Written by Evan Macedo

Although Solar Opposites was the number 1 watched show on Hulu for a time, still too many people haven’t heard of it. Since we are all supposed to be quarantined, there is no excuse to not watch TV. When I heard that one of the co-creators of Rick and Morty was making another show, I was very excited. Justin Roiland and Mike McMahan’s absurd and crude humor has created not only joy and laughter in the home, but also landmark events in the real world (Anyone else remember the McDonald’s riots over Szechauan Sauce?). How could this show compare to such an iconic masterpiece?

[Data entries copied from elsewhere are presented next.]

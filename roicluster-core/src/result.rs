//! Result types for clustering runs.
//!
//! A [`ClusterAssignment`] records each entity's final root and a contiguous
//! [`ClusterId`] label; [`ClusteringOutcome`] adds the run statistics and,
//! in pair-match mode, the participation flags.

use std::collections::HashMap;

use crate::union_find::DisjointSet;

/// Identifier assigned to a cluster.
///
/// # Examples
/// ```
/// use roicluster_core::ClusterId;
///
/// let id = ClusterId::new(4);
/// assert_eq!(id.get(), 4);
/// ```
#[derive(Debug, Clone, Copy, PartialEq, Eq, Hash, PartialOrd, Ord)]
pub struct ClusterId(u64);

impl ClusterId {
    /// Creates a new cluster identifier.
    #[rustfmt::skip]
    #[must_use]
    pub fn new(id: u64) -> Self { Self(id) }

    /// Returns the underlying numeric identifier.
    #[rustfmt::skip]
    #[must_use]
    pub fn get(self) -> u64 { self.0 }
}

/// Cluster membership of every entity after a run.
///
/// Labels are contiguous from zero and numbered in order of each cluster's
/// first member, so they are stable for a given input.
///
/// # Examples
/// ```
/// use roicluster_core::{ClusterAssignment, DisjointSet};
///
/// let mut set = DisjointSet::new(3)?;
/// set.union(2, 1)?;
/// let assignment = ClusterAssignment::from_disjoint_set(&mut set);
/// assert_eq!(assignment.cluster_count(), 2);
/// assert_eq!(assignment.label_of(1), assignment.label_of(2));
/// assert_eq!(assignment.members(), vec![vec![0], vec![1, 2]]);
/// # Ok::<(), roicluster_core::ClusteringError>(())
/// ```
#[derive(Debug, Clone, PartialEq, Eq)]
pub struct ClusterAssignment {
    roots: Vec<usize>,
    labels: Vec<ClusterId>,
    cluster_count: usize,
}

impl ClusterAssignment {
    /// Resolves every entity in `set` and labels the resulting clusters.
    pub fn from_disjoint_set(set: &mut DisjointSet) -> Self {
        let roots = set.roots();
        let mut ids: HashMap<usize, ClusterId> = HashMap::with_capacity(set.component_count());
        let labels = roots
            .iter()
            .map(|&root| {
                let next = ClusterId::new(ids.len() as u64);
                *ids.entry(root).or_insert(next)
            })
            .collect();
        Self {
            roots,
            labels,
            cluster_count: ids.len(),
        }
    }

    /// Number of entities.
    #[must_use]
    #[rustfmt::skip]
    pub fn len(&self) -> usize { self.roots.len() }

    /// Returns `true` when no entities are assigned.
    #[must_use]
    #[rustfmt::skip]
    pub fn is_empty(&self) -> bool { self.roots.is_empty() }

    /// Number of distinct clusters.
    #[must_use]
    #[rustfmt::skip]
    pub fn cluster_count(&self) -> usize { self.cluster_count }

    /// Root entity of every entity's cluster, in entity order.
    #[must_use]
    #[rustfmt::skip]
    pub fn roots(&self) -> &[usize] { &self.roots }

    /// Contiguous cluster label of every entity, in entity order.
    #[must_use]
    #[rustfmt::skip]
    pub fn labels(&self) -> &[ClusterId] { &self.labels }

    /// Root of `entity`'s cluster, or `None` for an unknown entity.
    #[must_use]
    pub fn root_of(&self, entity: usize) -> Option<usize> {
        self.roots.get(entity).copied()
    }

    /// Label of `entity`'s cluster, or `None` for an unknown entity.
    #[must_use]
    pub fn label_of(&self, entity: usize) -> Option<ClusterId> {
        self.labels.get(entity).copied()
    }

    /// Entities grouped by label, each group in ascending entity order.
    #[must_use]
    pub fn members(&self) -> Vec<Vec<usize>> {
        let mut groups = vec![Vec::new(); self.cluster_count];
        for (entity, label) in self.labels.iter().enumerate() {
            if let Some(group) = groups.get_mut(label.get() as usize) {
                group.push(entity);
            }
        }
        groups
    }

    /// Size of each cluster, indexed by label.
    #[must_use]
    pub fn cluster_sizes(&self) -> Vec<usize> {
        let mut sizes = vec![0usize; self.cluster_count];
        for label in &self.labels {
            if let Some(size) = sizes.get_mut(label.get() as usize) {
                *size += 1;
            }
        }
        sizes
    }
}

/// Counters describing how the merge loop treated the candidate edges.
#[derive(Debug, Clone, Copy, Default, PartialEq)]
pub struct MergeStats {
    /// Candidate edges produced by the sequencer.
    pub candidates: usize,
    /// Edges popped from the sequence, including the one that halted it.
    pub examined: usize,
    /// Merges performed.
    pub accepted: usize,
    /// Merges refused because the overlap ratio exceeded the threshold.
    pub rejected_overlap: usize,
    /// Edges whose endpoints already shared a cluster.
    pub skipped_joined: usize,
    /// Edges skipped because an endpoint had already merged in pair-match
    /// mode.
    pub skipped_pair_match: usize,
    /// Distance of the first edge above the height threshold, if the loop
    /// halted early.
    pub halted_at: Option<f32>,
}

/// Everything a clustering run produces.
#[derive(Debug, Clone, PartialEq)]
pub struct ClusteringOutcome {
    assignment: ClusterAssignment,
    stats: MergeStats,
    pair_flags: Option<Vec<bool>>,
}

impl ClusteringOutcome {
    pub(crate) fn new(
        assignment: ClusterAssignment,
        stats: MergeStats,
        pair_flags: Option<Vec<bool>>,
    ) -> Self {
        Self {
            assignment,
            stats,
            pair_flags,
        }
    }

    /// Final cluster assignment.
    #[must_use]
    #[rustfmt::skip]
    pub fn assignment(&self) -> &ClusterAssignment { &self.assignment }

    /// Merge loop counters.
    #[must_use]
    #[rustfmt::skip]
    pub fn stats(&self) -> &MergeStats { &self.stats }

    /// Per-entity "already merged" flags; `None` outside pair-match mode.
    #[must_use]
    pub fn pair_flags(&self) -> Option<&[bool]> {
        self.pair_flags.as_deref()
    }

    /// Discards the statistics and returns the assignment.
    #[must_use]
    pub fn into_assignment(self) -> ClusterAssignment {
        self.assignment
    }
}
//! Test helpers shared by the roicluster crates.
//!
//! [`tracing`] captures spans and events so instrumentation can be asserted;
//! [`ci`] reads the environment overrides CI uses to scale property suites.

pub mod ci;
pub mod tracing;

The short answer is: not horribly. The Hulu original has the marks of many of the streaming service’s original content: a great team, good concept, but does not quite reach the lofty expectations. Having said that, I enjoyed watching the show. 


In short, the show centers around a “family” of aliens, living in middle America on a mission. They are waiting for their “baby,” called a Pupa, to take over the world. Korvo (Justin Roiland) and Terry (Thomas Middleditch) employ the tropes of father and wife, while their pseudo children, Yumyulack (Sean Giambrone) and Jesse (Mary Mack), play out different approaches to interacting with the humans. The family struggles to not only get along with each other, but with their community as a whole: relatable content for us all. Unfortunately, many of the storylines for the main family are better described as zany than laugh-out-loud funny. You watch, appreciating the humor, but it lacks the constant zingers that we have come to know from Rick and Morty. The show luckily keeps a similar sensibility to its creators’ predecessor, keeping the charm, even without all the flare. 


Where this show excels, the reason why the show is worth talking about, is from its side story. The troublesome Yumyulack has a shrink ray—you know, as aliens do—and shrinks humans to put in his wall. Quickly, the trapped humans create their own society, and we follow the captives trying to overthrow the dictatorship that has emerged. This storyline is so compelling, I wish it were the full show. The resistance is so well developed, you forget that you’re watching a comedy and, instead, become enveloped in an animated war piece. This is not to say that there isn’t humor during these divergents from the main family. But calling that plotline a comedy is like calling ice-cream a dessert, as opposed to the divine gift that it is. That is all I can say without spoiling too much.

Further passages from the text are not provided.